That cell phone in the pocket of the day laborer standing on the corner is paying real money in the form of royalties, sales and service subscriptions to the richest 1% who desperately need to keep ahead! Just multiply his meager contribution to, say, almost everyone on this planet, and you see why even the lowliest laid-off Wal-Mart seasonal stockroom slob is doing his or her part, just by watching teevee or getting diabetes!

The communist journal Atlantic Monthly has a very long, very awful-to-read feature on the lives of these buoyant mega-richie-riches who have somehow risen even higher than their high-water mark of the mid-2000s:

Meanwhile, the vast majority of U.S. workers, however devoted and skilled at their jobs, have missed out on the windfalls of this winner-take-most economy—or worse, found their savings, employers, or professions ravaged by the same forces that have enriched the plutocratic elite.

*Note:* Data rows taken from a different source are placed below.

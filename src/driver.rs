//! The CLI driver (C13).
//!
//! Per-file orchestration: lex + parse (C11/C12, folding in relax/C7),
//! relocate (C8), serialise (C9), and write the `.debug_line` section (C10)
//! if any `.file` directive appeared. Mirrors the original tool's `main`:
//! one file at a time, first failure wins.

use std::fs;
use std::io::Write;
use std::path::{Path, PathBuf};

use clap::Parser as ClapParser;
use termcolor::{ColorChoice, StandardStream};

use crate::error::{AsError, AsResult};
use crate::parser::Parser;

#[derive(Debug, ClapParser)]
#[command(name = "was", disable_help_flag = true, disable_version_flag = true)]
struct Cli {
    /// Print usage and exit.
    #[arg(short = 'h', long = "help")]
    help: bool,

    /// Print the version banner and exit.
    #[arg(short = 'v', long = "version")]
    version: bool,

    /// Output path (single input) or output directory (multiple inputs).
    #[arg(short = 'o', value_name = "OUTPUT")]
    output: Option<PathBuf>,

    /// Assembly source files.
    #[arg(value_name = "INPUT")]
    inputs: Vec<PathBuf>,
}

/// Parsed from argv by [`run`]; `-h`/`-v` exit 1 rather than the
/// conventional 0, matching the original tool's observable behaviour.
fn print_help() {
    eprintln!("usage: was [-h] [-v] [-o OUTPUT] INPUT...");
}

fn print_version() {
    eprintln!("was (x86-64 AT&T assembler)");
}

/// Entry point called by `main`. Returns the process exit code.
pub fn run(args: impl IntoIterator<Item = String>) -> i32 {
    env_logger::Builder::from_env(env_logger::Env::default().default_filter_or("warn")).init();

    let cli = match Cli::try_parse_from(args) {
        Ok(cli) => cli,
        Err(_) => {
            print_help();
            return 1;
        }
    };

    if cli.help {
        print_help();
        return 1;
    }
    if cli.version {
        print_version();
        return 1;
    }
    if cli.inputs.is_empty() {
        print_help();
        return 1;
    }

    let output = cli.output.unwrap_or_else(|| PathBuf::from("a.out"));
    let mut stderr = StandardStream::stderr(ColorChoice::Auto);

    for input in &cli.inputs {
        let out_path = output_path_for(input, &output, cli.inputs.len());
        if let Err(e) = assemble_one(input, &out_path) {
            e.report(&mut stderr);
            return 1;
        }
        log::debug!("wrote {}", out_path.display());
    }

    0
}

/// Single input → `OUTPUT` verbatim. Multiple inputs → each input's
/// basename with a `.o` extension, placed alongside `OUTPUT`.
fn output_path_for(input: &Path, output: &Path, input_count: usize) -> PathBuf {
    if input_count == 1 {
        return output.to_path_buf();
    }
    let dir = output.parent().filter(|p| !p.as_os_str().is_empty()).unwrap_or_else(|| Path::new("."));
    let stem = input.file_stem().unwrap_or_default();
    dir.join(stem).with_extension("o")
}

fn assemble_one(input: &Path, out_path: &Path) -> AsResult<()> {
    let source = fs::read(input).map_err(AsError::Io)?;
    let parser = Parser::new(input, source)?;
    let parsed = parser.run()?;

    let mut sections = parsed.sections;
    let mut symtab = parsed.symtab;

    if let Some(debug_line) = parsed.debug_line {
        let id = sections.add(crate::section::Section::new(".debug_line", crate::section::SectionType::ProgBits, 0, 1));
        sections.get_mut(id).chunks.push(crate::chunk::PositionedChunk::new(crate::chunk::Chunk::Data {
            bytes: debug_line,
            reloc: None,
        }));
    }

    let bytes = crate::elf::write_object(&sections, &mut symtab);
    let mut file = fs::File::create(out_path).map_err(AsError::Io)?;
    file.write_all(&bytes).map_err(AsError::Io)?;
    Ok(())
}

The result of these divergent trends is a jaw-dropping surge in U.S. income inequality. According to the economists Emmanuel Saez of Berkeley and Thomas Piketty of the Paris School of Economics, between 2002 and 2007, 65 percent of all income growth in the United States went to the top 1 percent of the population. The financial crisis interrupted this trend temporarily, as incomes for the top 1 percent fell more than those of the rest of the population in 2008. But recent evidence suggests that, in the wake of the crisis, incomes at the summit are rebounding more quickly than those below. One example: after a down year in 2008, the top 25 hedge-fund managers were paid, on average, more than $1 billion each in 2009, quickly eclipsing the record they had set in pre-recession 2007.

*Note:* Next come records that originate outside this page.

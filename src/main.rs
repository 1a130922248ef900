fn main() {
    let code = was::run(std::env::args());
    std::process::exit(code);
}
//! Error type for the live session engine

use tokio_tungstenite::tungstenite::Error as WsError;

#[derive(Debug, thiserror::Error)]
pub enum LiveError {
    #[error("WebSocket error: {0}")]
    WebSocket(#[from] WsError),

    #[error("JSON parse error: {0}")]
    Parse(#[from] serde_json::Error),

    #[error("I/O error: {0}")]
    Io(#[from] std::io::Error),

    #[error("device error: {0}")]
    Device(String),

    #[error("connection closed")]
    ConnectionClosed,

    #[error("channel closed")]
    ChannelClosed,
}

pub type Result<T> = std::result::Result<T, LiveError>;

Ronald Reagan must be jizzing in his grave!

The good thing, we are told, is that today's super-dooper mega-billionaire is not just laying about his 5,000-room mansion banging child sex slaves like the aristocrats of old. No, today's global elite are Do-Gooders. They have many important causes and it's hard to argue with the goodness of most of the causes -- we leave out such foul behind-the-scenes demagogues such as the Koch Brothers. About the only Good Cause you won't see on this list is the forced global redistribution of wealth:

Inspired and advised by the liberal Soros, Peter Peterson—himself a Republican and former member of Nixon’s Cabinet—has spent $1 billion of his Blackstone windfall on a foundation dedicated to bringing down America’s deficit and entitlement spending. Bill Gates, likewise, devotes most of his energy and intellect today to his foundation’s work on causes ranging from supporting charter schools to combating disease in Africa. Facebook’s Zuckerberg has yet to reach his 30th birthday, but last fall he donated $100 million to improving the public schools of Newark, New Jersey. Insurance and real-estate magnate Eli Broad has become an influential funder of stem-cell research; Jim Balsillie, a co-founder of BlackBerry creator Research in Motion, has established his own international-affairs think tank; and on and on. It is no coincidence that Bill Clinton has devoted his post-presidency to the construction of a global philanthropic “brand.”

So, if you want to take these folks down to a 1950s or 1970s level of Massive Wealth -- that long-gone world where CEOs rarely made more than five times' the salary of the lowest-paid worker in their companies -- you're going to have to get off your ass and do it yourself, aren't you?

But even that sounds hollow. First, because you'll do no such thing. And second, because capturing a bigger individual share of the world's global wealth concentration might "feel good" for a while, until you realize that making $250,000 a year is not incredibly different than struggling on $50,000, because like defeated robots as soon as we get a little higher up that insanely tall ladder, we pick up all the trinkets and ridiculous annual expenses we've been programmed to accumulate, so that on April 15 we are usually left muttering to Turbo Tax and wondering how, exactly, we might follow Siddhartha's very good advice about "giving away our cows." [Atlantic Monthly via Cryptogon]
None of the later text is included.